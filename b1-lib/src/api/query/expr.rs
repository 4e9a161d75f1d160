//! Predicate expression tree.
//!
//! Filters, projections and sort keys are built as [`Expr`] values, usually
//! through the typed [`Field`](super::Field) handles an entity exposes.
//! The tree has a fixed set of node kinds; the predicate serializer matches
//! on them exhaustively.

use std::ops::BitAnd;
use std::ops::BitOr;
use std::ops::Not;

use crate::model::EntityId;
use crate::model::Value;

/// A field of a specific entity.
#[derive(Debug, Clone, PartialEq, Eq, Hash)]
pub struct FieldRef {
    /// Declaring entity.
    pub owner: EntityId,
    /// Remote field name.
    pub name: String,
}

impl FieldRef {
    /// Creates a field reference.
    pub fn new(owner: EntityId, name: impl Into<String>) -> Self {
        Self {
            owner,
            name: name.into(),
        }
    }
}

/// Binary operators.
///
/// Only comparisons and logical connectives have a wire form; the arithmetic
/// operators exist so a tree can carry them, and are rejected on
/// serialization.
#[derive(Debug, Clone, Copy, PartialEq, Eq)]
pub enum BinaryOp {
    Eq,
    Ne,
    Gt,
    Ge,
    Lt,
    Le,
    And,
    Or,
    Add,
    Sub,
    Mul,
    Div,
    Mod,
}

impl BinaryOp {
    /// Returns the wire token, or `None` for operators without one.
    pub fn token(&self) -> Option<&'static str> {
        match self {
            BinaryOp::Eq => Some("eq"),
            BinaryOp::Ne => Some("ne"),
            BinaryOp::Gt => Some("gt"),
            BinaryOp::Ge => Some("ge"),
            BinaryOp::Lt => Some("lt"),
            BinaryOp::Le => Some("le"),
            BinaryOp::And => Some("and"),
            BinaryOp::Or => Some("or"),
            BinaryOp::Add | BinaryOp::Sub | BinaryOp::Mul | BinaryOp::Div | BinaryOp::Mod => None,
        }
    }

    /// Returns a readable name, for error messages.
    pub fn name(&self) -> &'static str {
        match self {
            BinaryOp::Add => "add",
            BinaryOp::Sub => "sub",
            BinaryOp::Mul => "mul",
            BinaryOp::Div => "div",
            BinaryOp::Mod => "mod",
            other => other.token().unwrap_or("?"),
        }
    }
}

/// Unary operators.
#[derive(Debug, Clone, Copy, PartialEq, Eq)]
pub enum UnaryOp {
    /// Logical negation, `not x`.
    Not,
    /// Type conversion; transparent on the wire.
    Convert,
    /// Arithmetic negation; has no wire form.
    Negate,
}

/// The string functions the Service Layer understands.
#[derive(Debug, Clone, Copy, PartialEq, Eq)]
pub enum Function {
    Contains,
    SubstringOf,
    StartsWith,
    EndsWith,
}

impl Function {
    /// Returns the lowercase wire name.
    pub fn name(&self) -> &'static str {
        match self {
            Function::Contains => "contains",
            Function::SubstringOf => "substringof",
            Function::StartsWith => "startswith",
            Function::EndsWith => "endswith",
        }
    }
}

/// A node of a predicate or projection tree.
#[derive(Debug, Clone, PartialEq)]
pub enum Expr {
    /// A literal value.
    Constant(Value),
    /// A field of a queried entity.
    Field(FieldRef),
    /// `left op right`.
    Binary {
        op: BinaryOp,
        left: Box<Expr>,
        right: Box<Expr>,
    },
    /// `op operand`.
    Unary { op: UnaryOp, operand: Box<Expr> },
    /// A function call.
    ///
    /// With a receiver the call is instance-style and serializes as
    /// `fn(receiver, args[0])`; without one it serializes as
    /// `fn(args[0], args[1])`.
    Call {
        function: Function,
        receiver: Option<Box<Expr>>,
        args: Vec<Expr>,
    },
    /// A lambda over one or more entities; serializes as its body.
    Lambda {
        params: Vec<EntityId>,
        body: Box<Expr>,
    },
}

impl Expr {
    /// Creates a literal node.
    pub fn constant(value: impl Into<Value>) -> Self {
        Expr::Constant(value.into())
    }

    /// Creates a binary node.
    pub fn binary(op: BinaryOp, left: impl Into<Expr>, right: impl Into<Expr>) -> Self {
        Expr::Binary {
            op,
            left: Box::new(left.into()),
            right: Box::new(right.into()),
        }
    }

    /// Creates a unary node.
    pub fn unary(op: UnaryOp, operand: impl Into<Expr>) -> Self {
        Expr::Unary {
            op,
            operand: Box::new(operand.into()),
        }
    }

    /// Creates an instance-style call, `receiver.function(arg)`.
    pub fn method(function: Function, receiver: impl Into<Expr>, arg: impl Into<Expr>) -> Self {
        Expr::Call {
            function,
            receiver: Some(Box::new(receiver.into())),
            args: vec![arg.into()],
        }
    }

    /// Creates a static-style call, `function(args..)`.
    pub fn call(function: Function, args: impl IntoIterator<Item = Expr>) -> Self {
        Expr::Call {
            function,
            receiver: None,
            args: args.into_iter().collect(),
        }
    }

    /// Wraps this node in a lambda over `params`.
    pub fn lambda(self, params: impl IntoIterator<Item = EntityId>) -> Self {
        Expr::Lambda {
            params: params.into_iter().collect(),
            body: Box::new(self),
        }
    }

    /// `self and other`.
    pub fn and(self, other: impl Into<Expr>) -> Self {
        Expr::binary(BinaryOp::And, self, other)
    }

    /// `self or other`.
    pub fn or(self, other: impl Into<Expr>) -> Self {
        Expr::binary(BinaryOp::Or, self, other)
    }

    /// `not self`.
    pub fn negate(self) -> Self {
        Expr::unary(UnaryOp::Not, self)
    }

    /// Wraps this node in a conversion.
    pub fn convert(self) -> Self {
        Expr::unary(UnaryOp::Convert, self)
    }

    /// Returns the field reference under any conversion wrappers.
    pub fn as_field(&self) -> Option<&FieldRef> {
        match self {
            Expr::Field(field) => Some(field),
            Expr::Unary {
                op: UnaryOp::Convert,
                operand,
            } => operand.as_field(),
            _ => None,
        }
    }

    /// Returns a short description of the node kind.
    pub fn kind(&self) -> &'static str {
        match self {
            Expr::Constant(_) => "constant",
            Expr::Field(_) => "field",
            Expr::Binary { .. } => "binary",
            Expr::Unary { .. } => "unary",
            Expr::Call { .. } => "call",
            Expr::Lambda { .. } => "lambda",
        }
    }
}

impl From<Value> for Expr {
    fn from(value: Value) -> Self {
        Expr::Constant(value)
    }
}

impl From<FieldRef> for Expr {
    fn from(field: FieldRef) -> Self {
        Expr::Field(field)
    }
}

impl BitAnd for Expr {
    type Output = Expr;

    fn bitand(self, rhs: Expr) -> Expr {
        self.and(rhs)
    }
}

impl BitOr for Expr {
    type Output = Expr;

    fn bitor(self, rhs: Expr) -> Expr {
        self.or(rhs)
    }
}

impl Not for Expr {
    type Output = Expr;

    fn not(self) -> Expr {
        self.negate()
    }
}

/// `substringof(value, field)`.
///
/// Arguments are kept in the given order.
pub fn substring_of(value: impl Into<Expr>, field: impl Into<Expr>) -> Expr {
    Expr::call(Function::SubstringOf, [value.into(), field.into()])
}

// =============================================================================
// Selection
// =============================================================================

/// An ordered list of projected expressions.
///
/// Used for `$select`, group-by members and cross-join selectors. Built from a
/// single field, an [`Expr`], a `Vec<Expr>` or a tuple of fields.
#[derive(Debug, Clone, Default, PartialEq)]
pub struct Selection {
    items: Vec<Expr>,
}

impl Selection {
    /// Creates a selection from expressions.
    pub fn new(items: impl IntoIterator<Item = Expr>) -> Self {
        Self {
            items: items.into_iter().collect(),
        }
    }

    /// Returns the projected expressions.
    pub fn items(&self) -> &[Expr] {
        &self.items
    }

    /// Returns `true` if nothing is selected.
    pub fn is_empty(&self) -> bool {
        self.items.is_empty()
    }
}

impl From<Expr> for Selection {
    fn from(expr: Expr) -> Self {
        Self { items: vec![expr] }
    }
}

impl From<Vec<Expr>> for Selection {
    fn from(items: Vec<Expr>) -> Self {
        Self { items }
    }
}

macro_rules! selection_from_tuple {
    ($($name:ident),+) => {
        impl<$($name: Into<Expr>),+> From<($($name,)+)> for Selection {
            #[allow(non_snake_case)]
            fn from(($($name,)+): ($($name,)+)) -> Self {
                Self {
                    items: vec![$($name.into()),+],
                }
            }
        }
    };
}

selection_from_tuple!(A, B);
selection_from_tuple!(A, B, C);
selection_from_tuple!(A, B, C, D);
selection_from_tuple!(A, B, C, D, F);
selection_from_tuple!(A, B, C, D, F, G);
selection_from_tuple!(A, B, C, D, F, G, H);
selection_from_tuple!(A, B, C, D, F, G, H, I);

Prompt: Only the lines above that include the word "other" belong in the answer; copy each one.

Written response:
            other => other.token().unwrap_or("?"),
    /// `self and other`.
    pub fn and(self, other: impl Into<Expr>) -> Self {
        Expr::binary(BinaryOp::And, self, other)
    /// `self or other`.
    pub fn or(self, other: impl Into<Expr>) -> Self {
        Expr::binary(BinaryOp::Or, self, other)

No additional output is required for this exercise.